4 replies to this topic

[arvin00315]

hello guys! i need some help.

this codes is used to search my database, and it works but i cant remove the errors;
[ATTACH]4267[/ATTACH]


the errors came from the //VARIABLE DECLARATION
if i change the "double quotation" to a 'single quotation'
the error will be gone but the program will not working(you cant search the record) :confused:


please help to all pro out there and thanks in advance ^_^

Attached Files

•  search.php   10.02K   36 downloads

[bbqroast]

Well this is messy:

$month = "$_POST[month]";

$date = "$_POST[date_1]";

$year = "'$_POST[year]'";

change to:

$month = $_POST['month'];

$date = $_POST['date_1'];

$year = $_POST['year'];

Oh and do the same with the rest of your $_POST[] variables.

[Alexander]

Some variables may be fine in double quotes, however in the case of accessing an array, it is too messy to look at, or maintain.
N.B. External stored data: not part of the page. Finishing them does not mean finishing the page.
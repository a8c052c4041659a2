//! # Projection — Object Space to Window Pixels
//!
//! Stateless helpers that push a point through the model and projection
//! matrices and the viewport transform, the way `gluProject` does:
//!
//! ```text
//!   object ──model──▶ eye ──proj──▶ clip (x, y, z, w)
//!                                     │  ÷ w
//!                                     ▼
//!                                    NDC ──viewport──▶ window (x, y)
//! ```
//!
//! [`project`] deliberately returns the clip-space **w** as its third
//! component instead of a normalized depth. For a perspective matrix, w is the
//! eye-space distance in front of the camera. The overlay code uses it both to
//! cull markers on the far side of the planet and to scale markers with
//! distance. [`project_ndc`] returns the conventional `[0, 1]` depth for round
//! trips through [`unproject`].
//!
//! Window coordinates are bottom-up (origin at the viewport's lower-left).
//! [`screen_location`] flips Y for top-down input coordinates.

use crate::math::{Mat4, Vec3, Vec4, Viewport};

/// Clip-space `w` magnitudes below this are treated as 1 to avoid dividing by
/// (nearly) zero.
pub const W_EPSILON: f32 = 1e-4;

/// Multiply a column-major 4×4 matrix by a column vector.
///
/// `out[i] = Σₖ v[k] · m[k·4 + i]`, the layout OpenGL uses for `float[16]`
/// matrices and the one [`Mat4::to_cols_array`] produces.
pub fn mult_matrix_vec4(m: &[f32; 16], v: [f32; 4]) -> [f32; 4] {
    let mut out = [0.0; 4];
    for (i, o) in out.iter_mut().enumerate() {
        *o = v[0] * m[i] + v[1] * m[4 + i] + v[2] * m[8 + i] + v[3] * m[12 + i];
    }
    out
}

fn to_clip(point: Vec3, model: &Mat4, proj: &Mat4) -> [f32; 4] {
    let eye = mult_matrix_vec4(&model.to_cols_array(), [point.x, point.y, point.z, 1.0]);
    mult_matrix_vec4(&proj.to_cols_array(), eye)
}

fn guarded_w(w: f32) -> f32 {
    if w.abs() < W_EPSILON { 1.0 } else { w }
}

fn to_window(ndc_x: f32, ndc_y: f32, viewport: &Viewport) -> (f32, f32) {
    (
        (ndc_x * 0.5 + 0.5) * viewport.width as f32 + viewport.x as f32,
        (ndc_y * 0.5 + 0.5) * viewport.height as f32 + viewport.y as f32,
    )
}

/// Project `point` to bottom-up window coordinates.
///
/// Returns `(x, y, w)` where `w` is the clip-space w after the near-zero
/// guard (see [`W_EPSILON`]).
pub fn project(point: Vec3, model: &Mat4, proj: &Mat4, viewport: &Viewport) -> Vec3 {
    let clip = to_clip(point, model, proj);
    let w = guarded_w(clip[3]);
    let (x, y) = to_window(clip[0] / w, clip[1] / w, viewport);
    Vec3::new(x, y, w)
}

/// Project `point` to bottom-up window coordinates with depth in `[0, 1]`.
pub fn project_ndc(point: Vec3, model: &Mat4, proj: &Mat4, viewport: &Viewport) -> Vec3 {
    let clip = to_clip(point, model, proj);
    let w = guarded_w(clip[3]);
    let (x, y) = to_window(clip[0] / w, clip[1] / w, viewport);
    Vec3::new(x, y, clip[2] / w * 0.5 + 0.5)
}

/// Project `point` and flip Y into top-down screen coordinates.
///
/// The third component is the clip-space w, as in [`project`].
pub fn screen_location(point: Vec3, model: &Mat4, proj: &Mat4, viewport: &Viewport) -> Vec3 {
    let p = project(point, model, proj, viewport);
    Vec3::new(p.x, viewport.height as f32 - p.y, p.z)
}

/// Map a bottom-up window point with `[0, 1]` depth back to object space.
///
/// Returns `None` when `proj · model` is singular or the result lands at
/// infinity.
pub fn unproject(window: Vec3, model: &Mat4, proj: &Mat4, viewport: &Viewport) -> Option<Vec3> {
    let m = *proj * *model;
    let det = m.determinant();
    if det == 0.0 || !det.is_finite() {
        return None;
    }
    let ndc = Vec4::new(
        (window.x - viewport.x as f32) / viewport.width.max(1) as f32 * 2.0 - 1.0,
        (window.y - viewport.y as f32) / viewport.height.max(1) as f32 * 2.0 - 1.0,
        window.z * 2.0 - 1.0,
        1.0,
    );
    let obj = m.inverse() * ndc;
    if obj.w == 0.0 {
        return None;
    }
    Some(obj.truncate() / obj.w)
}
echo "something: " . $var['a'];
echo "something $var[a]";
echo "something {$var['a']}";

Generally you would want to go with the first if possible. Try to correct these small issues and see if it runs, if it does not try to tell us the lines where the error occurs so it is more obvious.

One further observation:

You should sanitise your POST variables, as they could contain quotes and break the SQL query, or even malicious SQL code. Please see the FAQ in this forum area for more information.

Alexander.

[arvin00315]

thanks for the help, problem solved! by the way im just a newbie so i dont know that, but anyway thanks:thumbup1:

[Alexander]

arvin00315 said:

thanks for the help, problem solved! by the way im just a newbie so i dont know that, but anyway thanks:thumbup1:

Most tutorials are short and do not allow you to take in styles fully, feel free to purchase a book (or even cheaper/free ebook) and look at the various PHP popular projects available online, some do syntax correctly.